EXERCISE PROMPT: Among the entries, find each line that includes the string "impl" and list it.

(Saved entries)
Segment Open

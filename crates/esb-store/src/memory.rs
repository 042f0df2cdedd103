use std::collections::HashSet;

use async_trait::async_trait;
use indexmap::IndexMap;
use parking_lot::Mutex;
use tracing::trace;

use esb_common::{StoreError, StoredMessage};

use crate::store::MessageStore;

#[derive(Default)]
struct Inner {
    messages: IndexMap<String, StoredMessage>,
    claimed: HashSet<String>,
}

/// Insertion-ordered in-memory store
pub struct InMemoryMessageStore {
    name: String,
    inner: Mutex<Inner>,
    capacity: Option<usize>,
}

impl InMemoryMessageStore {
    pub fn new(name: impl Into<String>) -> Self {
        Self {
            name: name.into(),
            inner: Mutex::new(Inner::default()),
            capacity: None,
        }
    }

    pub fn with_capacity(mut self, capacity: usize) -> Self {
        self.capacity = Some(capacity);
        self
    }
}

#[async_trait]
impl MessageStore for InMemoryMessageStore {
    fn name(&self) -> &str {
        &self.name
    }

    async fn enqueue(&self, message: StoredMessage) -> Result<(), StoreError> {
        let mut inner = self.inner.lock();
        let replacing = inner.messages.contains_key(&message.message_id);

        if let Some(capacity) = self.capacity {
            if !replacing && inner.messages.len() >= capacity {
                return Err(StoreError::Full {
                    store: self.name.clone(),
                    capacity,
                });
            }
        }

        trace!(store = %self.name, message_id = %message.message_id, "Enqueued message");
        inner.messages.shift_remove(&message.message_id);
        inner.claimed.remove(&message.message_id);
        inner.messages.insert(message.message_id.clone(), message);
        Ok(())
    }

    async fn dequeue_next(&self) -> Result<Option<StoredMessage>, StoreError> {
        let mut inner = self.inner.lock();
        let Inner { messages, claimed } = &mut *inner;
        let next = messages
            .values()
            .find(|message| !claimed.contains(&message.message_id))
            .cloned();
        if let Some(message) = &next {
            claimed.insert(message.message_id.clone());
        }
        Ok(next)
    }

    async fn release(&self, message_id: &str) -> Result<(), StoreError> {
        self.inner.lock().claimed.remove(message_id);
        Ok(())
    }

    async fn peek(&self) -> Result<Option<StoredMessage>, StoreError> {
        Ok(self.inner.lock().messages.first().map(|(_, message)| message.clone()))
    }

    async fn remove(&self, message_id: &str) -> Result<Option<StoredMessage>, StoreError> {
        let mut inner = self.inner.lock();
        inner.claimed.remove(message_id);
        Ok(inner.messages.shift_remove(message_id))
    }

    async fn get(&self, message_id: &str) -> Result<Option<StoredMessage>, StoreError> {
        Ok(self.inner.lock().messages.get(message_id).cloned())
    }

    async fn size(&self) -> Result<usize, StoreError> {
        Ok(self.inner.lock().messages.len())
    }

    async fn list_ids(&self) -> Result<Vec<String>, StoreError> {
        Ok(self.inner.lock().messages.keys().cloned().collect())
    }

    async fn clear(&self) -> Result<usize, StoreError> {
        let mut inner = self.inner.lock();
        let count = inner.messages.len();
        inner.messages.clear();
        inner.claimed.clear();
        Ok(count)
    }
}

Segment Closed

TASK OUTPUT:
impl InMemoryMessageStore {
    pub fn new(name: impl Into<String>) -> Self {
impl MessageStore for InMemoryMessageStore {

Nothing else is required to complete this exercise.